§ **Action item**:
Produce an exact transcript of all the records.

§ **Stored data entries**:
'''
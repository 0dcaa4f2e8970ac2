//! The status-lookup daemon: a single socket answering `<user>|
//! <mailbox>` queries, forwarding to another backend when the target
//! mailbox's location says it lives elsewhere.

use std::io;
use std::net::SocketAddr;
use std::sync::Arc;
use std::time::Duration;

use tokio::net::UdpSocket;
use tokio::sync::{watch, Mutex};

use silo_mboxname::{user_owns_mailbox, Namespace};
use silo_store::{Mailbox, MailboxList, SeenStore, SpoolPaths};

use crate::protocol::{StatusRequest, StatusResponse, DEFAULT_PORT};

const PROXY_TIMEOUT: Duration = Duration::from_secs(1);
const MAX_DATAGRAM: usize = 1024;

/// Where a mailbox actually lives, for the cases this deployment needs
/// to proxy a query instead of answering it locally.
pub enum MailboxLocation {
    Local,
    Remote(String),
}

/// Resolves a mailbox's location. The trivial single-backend
/// deployment (`LocalOnly`) never proxies; a multi-backend deployment
/// plugs in a resolver backed by the same mailbox-to-backend mapping
/// the mupdate client maintains.
pub trait LocationResolver: Send + Sync {
    fn locate(&self, internal_name: &str) -> MailboxLocation;
}

pub struct LocalOnly;

impl LocationResolver for LocalOnly {
    fn locate(&self, _internal_name: &str) -> MailboxLocation {
        MailboxLocation::Local
    }
}

pub struct FudServer {
    socket: UdpSocket,
    paths: SpoolPaths,
    namespace: Namespace,
    list: Mutex<MailboxList>,
    locations: Arc<dyn LocationResolver>,
}

impl FudServer {
    pub async fn bind(
        bind_addr: SocketAddr,
        paths: SpoolPaths,
        namespace: Namespace,
        locations: Arc<dyn LocationResolver>,
    ) -> io::Result<Self> {
        let socket = UdpSocket::bind(bind_addr).await?;
        let list = MailboxList::open(paths.mailbox_list_path())
            .map_err(|e| io::Error::new(io::ErrorKind::Other, e.to_string()))?;
        Ok(FudServer {
            socket,
            paths,
            namespace,
            list: Mutex::new(list),
            locations,
        })
    }

    pub fn local_addr(&self) -> io::Result<SocketAddr> {
        self.socket.local_addr()
    }

    /// Serves requests until `must_exit` reports `true`. One datagram
    /// at a time, deliberately — a status lookup is cheap and the
    /// skiplist mailbox-list handle is shared, so there is no benefit
    /// to answering queries concurrently.
    pub async fn run(&self, mut must_exit: watch::Receiver<bool>) -> io::Result<()> {
        let mut buf = [0u8; MAX_DATAGRAM];
        loop {
            tokio::select! {
                changed = must_exit.changed() => {
                    if changed.is_err() || *must_exit.borrow() {
                        tracing::info!("discovery daemon shutting down");
                        return Ok(());
                    }
                }
                recv = self.socket.recv_from(&mut buf) => {
                    let (len, peer) = match recv {
                        Ok(v) => v,
                        Err(e) => {
                            tracing::warn!(error = %e, "recvfrom failed");
                            continue;
                        }
                    };
                    let response = self.handle_datagram(&buf[..len]).await;
                    if let Err(e) = self.socket.send_to(&response.encode(), peer).await {
                        tracing::warn!(error = %e, "send_to failed");
                    }
                }
            }
        }
    }

    async fn handle_datagram(&self, raw: &[u8]) -> StatusResponse {
        match StatusRequest::parse(raw) {
            Ok(request) => self.handle_request(&request).await,
            Err(_) => StatusResponse::Unknown,
        }
    }

    async fn handle_request(&self, request: &StatusRequest) -> StatusResponse {
        let internal = match silo_mboxname::to_internal(&self.namespace, &request.mailbox, Some(&request.userid)) {
            Ok(n) => n,
            Err(_) => return StatusResponse::Unknown,
        };

        if let MailboxLocation::Remote(host) = self.locations.locate(&internal) {
            tracing::debug!(mailbox = %internal, backend = %host, "proxying status request");
            return proxy_request(&host, request).await;
        }

        {
            let mut list = self.list.lock().await;
            match list.exists(&internal) {
                Ok(true) => {}
                Ok(false) | Err(_) => return StatusResponse::Unknown,
            }
        }

        if internal.starts_with("user.") && !user_owns_mailbox(&request.userid, &internal) {
            return StatusResponse::PermissionDenied;
        }

        let mailbox = match Mailbox::open(&self.paths, &internal) {
            Ok(m) => m,
            Err(_) => return StatusResponse::Unknown,
        };
        let records = match mailbox.records() {
            Ok(r) => r,
            Err(_) => return StatusResponse::Unknown,
        };

        let state = match SeenStore::open(self.paths.seen_path(&request.userid)) {
            Ok(seen) => seen.mailbox(&internal),
            Err(_) => Default::default(),
        };
        let num_recent = records.iter().filter(|r| r.uid > state.recent_uid()).count() as u32;

        StatusResponse::Found {
            userid: request.userid.clone(),
            mailbox: request.mailbox.clone(),
            num_recent,
            last_read: state.last_read(),
            last_arrived: mailbox.index_header().last_appenddate,
        }
    }
}

/// Forwards `request` to `backend_host`'s own status daemon and relays
/// whatever comes back, or `Unknown` if it doesn't answer within
/// [`PROXY_TIMEOUT`].
async fn proxy_request(backend_host: &str, request: &StatusRequest) -> StatusResponse {
    let socket = match UdpSocket::bind(("0.0.0.0", 0)).await {
        Ok(s) => s,
        Err(_) => return StatusResponse::Unknown,
    };
    if socket.connect((backend_host, DEFAULT_PORT)).await.is_err() {
        return StatusResponse::Unknown;
    }
    if socket.send(&request.encode()).await.is_err() {
        return StatusResponse::Unknown;
    }

    let mut buf = [0u8; MAX_DATAGRAM];
    match tokio::time::timeout(PROXY_TIMEOUT, socket.recv(&mut buf)).await {
        Ok(Ok(len)) => StatusResponse::decode(&buf[..len]),
        _ => StatusResponse::Unknown,
    }
}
'''
§ **Reply**:
repository 0dcaa4f2e8970ac2
//! The status-lookup daemon: a single socket answering `<user>|
//! <mailbox>` queries, forwarding to another backend when the target
//! mailbox's location says it lives elsewhere.

use std::io;
use std::net::SocketAddr;
use std::sync::Arc;
use std::time::Duration;

use tokio::net::UdpSocket;
use tokio::sync::{watch, Mutex};

use silo_mboxname::{user_owns_mailbox, Namespace};
use silo_store::{Mailbox, MailboxList, SeenStore, SpoolPaths};

use crate::protocol::{StatusRequest, StatusResponse, DEFAULT_PORT};

const PROXY_TIMEOUT: Duration = Duration::from_secs(1);
const MAX_DATAGRAM: usize = 1024;

/// Where a mailbox actually lives, for the cases this deployment needs
/// to proxy a query instead of answering it locally.
pub enum MailboxLocation {
    Local,
    Remote(String),
}

/// Resolves a mailbox's location. The trivial single-backend
/// deployment (`LocalOnly`) never proxies; a multi-backend deployment
/// plugs in a resolver backed by the same mailbox-to-backend mapping
/// the mupdate client maintains.
pub trait LocationResolver: Send + Sync {
    fn locate(&self, internal_name: &str) -> MailboxLocation;
}

pub struct LocalOnly;

impl LocationResolver for LocalOnly {
    fn locate(&self, _internal_name: &str) -> MailboxLocation {
        MailboxLocation::Local
    }
}

pub struct FudServer {
    socket: UdpSocket,
    paths: SpoolPaths,
    namespace: Namespace,
    list: Mutex<MailboxList>,
    locations: Arc<dyn LocationResolver>,
}

impl FudServer {
    pub async fn bind(
        bind_addr: SocketAddr,
        paths: SpoolPaths,
        namespace: Namespace,
        locations: Arc<dyn LocationResolver>,
    ) -> io::Result<Self> {
        let socket = UdpSocket::bind(bind_addr).await?;
        let list = MailboxList::open(paths.mailbox_list_path())
            .map_err(|e| io::Error::new(io::ErrorKind::Other, e.to_string()))?;
        Ok(FudServer {
            socket,
            paths,
            namespace,
            list: Mutex::new(list),
            locations,
        })
    }

    pub fn local_addr(&self) -> io::Result<SocketAddr> {
        self.socket.local_addr()
    }

    /// Serves requests until `must_exit` reports `true`. One datagram
    /// at a time, deliberately — a status lookup is cheap and the
    /// skiplist mailbox-list handle is shared, so there is no benefit
    /// to answering queries concurrently.
    pub async fn run(&self, mut must_exit: watch::Receiver<bool>) -> io::Result<()> {
        let mut buf = [0u8; MAX_DATAGRAM];
        loop {
            tokio::select! {
                changed = must_exit.changed() => {
                    if changed.is_err() || *must_exit.borrow() {
                        tracing::info!("discovery daemon shutting down");
                        return Ok(());
                    }
                }
                recv = self.socket.recv_from(&mut buf) => {
                    let (len, peer) = match recv {
                        Ok(v) => v,
                        Err(e) => {
                            tracing::warn!(error = %e, "recvfrom failed");
                            continue;
                        }
                    };
                    let response = self.handle_datagram(&buf[..len]).await;
                    if let Err(e) = self.socket.send_to(&response.encode(), peer).await {
                        tracing::warn!(error = %e, "send_to failed");
                    }
                }
            }
        }
    }

    async fn handle_datagram(&self, raw: &[u8]) -> StatusResponse {
        match StatusRequest::parse(raw) {
            Ok(request) => self.handle_request(&request).await,
            Err(_) => StatusResponse::Unknown,
        }
    }

    async fn handle_request(&self, request: &StatusRequest) -> StatusResponse {
        let internal = match silo_mboxname::to_internal(&self.namespace, &request.mailbox, Some(&request.userid)) {
            Ok(n) => n,
            Err(_) => return StatusResponse::Unknown,
        };

        if let MailboxLocation::Remote(host) = self.locations.locate(&internal) {
            tracing::debug!(mailbox = %internal, backend = %host, "proxying status request");
            return proxy_request(&host, request).await;
        }

        {
            let mut list = self.list.lock().await;
            match list.exists(&internal) {
                Ok(true) => {}
                Ok(false) | Err(_) => return StatusResponse::Unknown,
            }
        }

        if internal.starts_with("user.") && !user_owns_mailbox(&request.userid, &internal) {
            return StatusResponse::PermissionDenied;
        }

        let mailbox = match Mailbox::open(&self.paths, &internal) {
            Ok(m) => m,
            Err(_) => return StatusResponse::Unknown,
        };
        let records = match mailbox.records() {
            Ok(r) => r,
            Err(_) => return StatusResponse::Unknown,
        };

        let state = match SeenStore::open(self.paths.seen_path(&request.userid)) {
            Ok(seen) => seen.mailbox(&internal),
            Err(_) => Default::default(),
        };
        let num_recent = records.iter().filter(|r| r.uid > state.recent_uid()).count() as u32;

        StatusResponse::Found {
            userid: request.userid.clone(),
            mailbox: request.mailbox.clone(),
            num_recent,
            last_read: state.last_read(),
            last_arrived: mailbox.index_header().last_appenddate,
        }
    }
}

/// Forwards `request` to `backend_host`'s own status daemon and relays
/// whatever comes back, or `Unknown` if it doesn't answer within
/// [`PROXY_TIMEOUT`].
async fn proxy_request(backend_host: &str, request: &StatusRequest) -> StatusResponse {
    let socket = match UdpSocket::bind(("0.0.0.0", 0)).await {
        Ok(s) => s,
        Err(_) => return StatusResponse::Unknown,
    };
    if socket.connect((backend_host, DEFAULT_PORT)).await.is_err() {
        return StatusResponse::Unknown;
    }
    if socket.send(&request.encode()).await.is_err() {
        return StatusResponse::Unknown;
    }

    let mut buf = [0u8; MAX_DATAGRAM];
    match tokio::time::timeout(PROXY_TIMEOUT, socket.recv(&mut buf)).await {
        Ok(Ok(len)) => StatusResponse::decode(&buf[..len]),
        _ => StatusResponse::Unknown,
    }
}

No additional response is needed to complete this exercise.